WORK TO COMPLETE: Line count for "when": give how many lines in the data below contain it, with no other words.

DATA TO EXAMINE:
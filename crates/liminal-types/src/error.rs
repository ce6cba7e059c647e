//! Structured error record and warnings.
//!
//! A [`VmError`] is the single error currency of the whole pipeline:
//! the lexer and parser build one with a [`Span`], the executor builds one
//! with phase context and the operation counter at the failure point, and
//! config validation builds one with neither. The finalizer folds it into
//! the result record without loss.

use crate::{ExitStatus, Span};
use serde::{Deserialize, Serialize};
use std::fmt;

/// A terminal error, carrying everything the result record needs.
#[derive(Debug, Clone, PartialEq, Eq, Serialize, Deserialize)]
pub struct VmError {
    /// The exit status this error maps to.
    pub status: ExitStatus,
    /// Human-readable reason.
    pub message: String,
    /// Source position, when the error is anchored to the source text.
    #[serde(skip_serializing_if = "Option::is_none")]
    pub span: Option<Span>,
    /// Phase being executed when the error fired, if execution began.
    #[serde(skip_serializing_if = "Option::is_none")]
    pub phase_name: Option<String>,
    /// Operation counter value at the failure point.
    pub op_count: u64,
}

impl VmError {
    /// A structural error anchored to a source position (lexer/parser).
    pub fn at(status: ExitStatus, message: impl Into<String>, span: Span) -> Self {
        Self {
            status,
            message: message.into(),
            span: Some(span),
            phase_name: None,
            op_count: 0,
        }
    }

    /// An error with no source anchor (configuration validation).
    pub fn bare(status: ExitStatus, message: impl Into<String>) -> Self {
        Self {
            status,
            message: message.into(),
            span: None,
            phase_name: None,
            op_count: 0,
        }
    }

    /// Attach runtime context (phase + counter) to an error.
    pub fn in_phase(mut self, phase: impl Into<String>, op_count: u64) -> Self {
        self.phase_name = Some(phase.into());
        self.op_count = op_count;
        self
    }
}

impl fmt::Display for VmError {
    fn fmt(&self, f: &mut fmt::Formatter<'_>) -> fmt::Result {
        write!(f, "{}: {}", self.status, self.message)?;
        if let Some(span) = &self.span {
            write!(f, " at {span}")?;
        }
        if let Some(phase) = &self.phase_name {
            write!(f, " (phase {phase}, op {})", self.op_count)?;
        }
        Ok(())
    }
}

impl std::error::Error for VmError {}

/// A non-fatal diagnostic surfaced in the result record.
///
/// The only warning currently produced is a duplicate phase name: both
/// phases still execute in source order.
#[derive(Debug, Clone, PartialEq, Eq, Serialize, Deserialize)]
pub struct Warning {
    pub message: String,
    pub line: u32,
}

impl Warning {
    pub fn new(message: impl Into<String>, line: u32) -> Self {
        Self {
            message: message.into(),
            line,
        }
    }
}

impl fmt::Display for Warning {
    fn fmt(&self, f: &mut fmt::Formatter<'_>) -> fmt::Result {
        write!(f, "warning (line {}): {}", self.line, self.message)
    }
}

WRITTEN RESPONSE: 2